What is expected:
Copy the entries below exactly, but only from the line containing "cursor = end;" through the final line.

Data entries:
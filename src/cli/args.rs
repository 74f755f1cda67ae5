//! CLI argument definitions using clap.
//!
//! ## Commands
//!
//! - `extract`: Run the extraction pass and write the error registry
//! - `init`: Initialize the minerr configuration file

use std::path::PathBuf;

use clap::{Args, CommandFactory, Parser, Subcommand};

#[derive(Debug, Parser)]
#[command(author, version, about, long_about = None)]
pub struct Arguments {
    #[command(subcommand)]
    pub command: Option<Command>,
}

impl Arguments {
    /// Check if a command was provided, otherwise print help and return None.
    pub fn with_command_or_help(self) -> Option<Self> {
        if self.command.is_none() {
            Self::command().print_help().ok();
            None
        } else {
            Some(self)
        }
    }

    pub fn verbose(&self) -> bool {
        match &self.command {
            Some(Command::Extract(cmd)) => cmd.verbose,
            Some(Command::Init) | None => false,
        }
    }
}

#[derive(Debug, Args)]
pub struct ExtractCommand {
    /// Files or directories to process
    #[arg(default_value = ".")]
    pub paths: Vec<PathBuf>,

    /// Output path for the error registry, `-` for stdout (overrides config file)
    #[arg(long, value_name = "PATH")]
    pub errors: Option<String>,

    /// Documentation base URL; enables replacing the factory definition
    #[arg(long)]
    pub url: Option<String>,

    /// Separate namespace and code with `:` instead of `/` in documentation URLs
    #[arg(long)]
    pub separate_with_colon: bool,

    /// Replacement definition source (default: the bundled minErr.js)
    #[arg(long, value_name = "PATH")]
    pub definition: Option<PathBuf>,

    /// Name of the error factory function (overrides config file)
    #[arg(long, value_name = "NAME")]
    pub factory: Option<String>,

    /// Rewrite source files in place (default is dry-run)
    #[arg(long, conflicts_with = "out_dir")]
    pub apply: bool,

    /// Write rewritten files under this directory instead of in place
    #[arg(long, value_name = "DIR")]
    pub out_dir: Option<PathBuf>,

    /// Enable verbose output
    #[arg(short, long)]
    pub verbose: bool,
}

#[derive(Debug, Subcommand)]
pub enum Command {
    /// Extract error message templates into a JSON registry
    Extract(ExtractCommand),
    /// Initialize a new .minerrrc.json configuration file
    Init,
}
//! Byte-range text edits over original sources.
//!
//! Every structural mutation made by the pass is mirrored by an [`Edit`] so a
//! rewritten file keeps its original formatting and comments everywhere else.

use swc_common::{BytePos, SourceFile, Span};

/// Replace the text covered by `span` with `text`.
#[derive(Debug, Clone, PartialEq, Eq)]
pub struct Edit {
    pub span: Span,
    pub text: String,
}

impl Edit {
    pub fn delete(span: Span) -> Self {
        Self {
            span,
            text: String::new(),
        }
    }

    pub fn replace(span: Span, text: impl Into<String>) -> Self {
        Self {
            span,
            text: text.into(),
        }
    }

    fn contains(&self, other: &Edit) -> bool {
        self.span.lo <= other.span.lo && other.span.hi <= self.span.hi
    }
}

/// True when `span` lies inside `file` in the shared source map.
pub fn span_in_file(span: Span, file: &SourceFile) -> bool {
    file.start_pos <= span.lo && span.hi <= file.end_pos
}

/// Apply the edits belonging to `file` to its original `code`.
///
/// Edits outside the file are ignored. An edit nested inside another one is
/// dropped, since the outer replacement already covers its text.
pub fn apply_edits(code: &str, file: &SourceFile, edits: &[Edit]) -> String {
    let mut own: Vec<&Edit> = edits
        .iter()
        .filter(|edit| span_in_file(edit.span, file))
        .collect();
    own.sort_by(|a, b| a.span.lo.cmp(&b.span.lo).then(b.span.hi.cmp(&a.span.hi)));

    let mut kept: Vec<&Edit> = Vec::with_capacity(own.len());
    for edit in own {
        match kept.last() {
            Some(outer) if outer.contains(edit) => continue,
            Some(prev) if edit.span.lo < prev.span.hi => continue,
            _ => kept.push(edit),
        }
    }

    let mut out = String::with_capacity(code.len());
    let mut cursor = 0;
    for edit in kept {
        let start = offset(file.start_pos, edit.span.lo, code.len());
        let end = offset(file.start_pos, edit.span.hi, code.len());
        if start < cursor {
            continue;
        }
        out.push_str(&code[cursor..start]);
        out.push_str(&edit.text);
        cursor = end;
    }
    out.push_str(&code[cursor..]);
    out
}

fn offset(start: BytePos, pos: BytePos, len: usize) -> usize {
    ((pos.0 - start.0) as usize).min(len)
}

Exercise answer:
        cursor = end;
    }
    out.push_str(&code[cursor..]);
    out
}

fn offset(start: BytePos, pos: BytePos, len: usize) -> usize {
    ((pos.0 - start.0) as usize).min(len)
}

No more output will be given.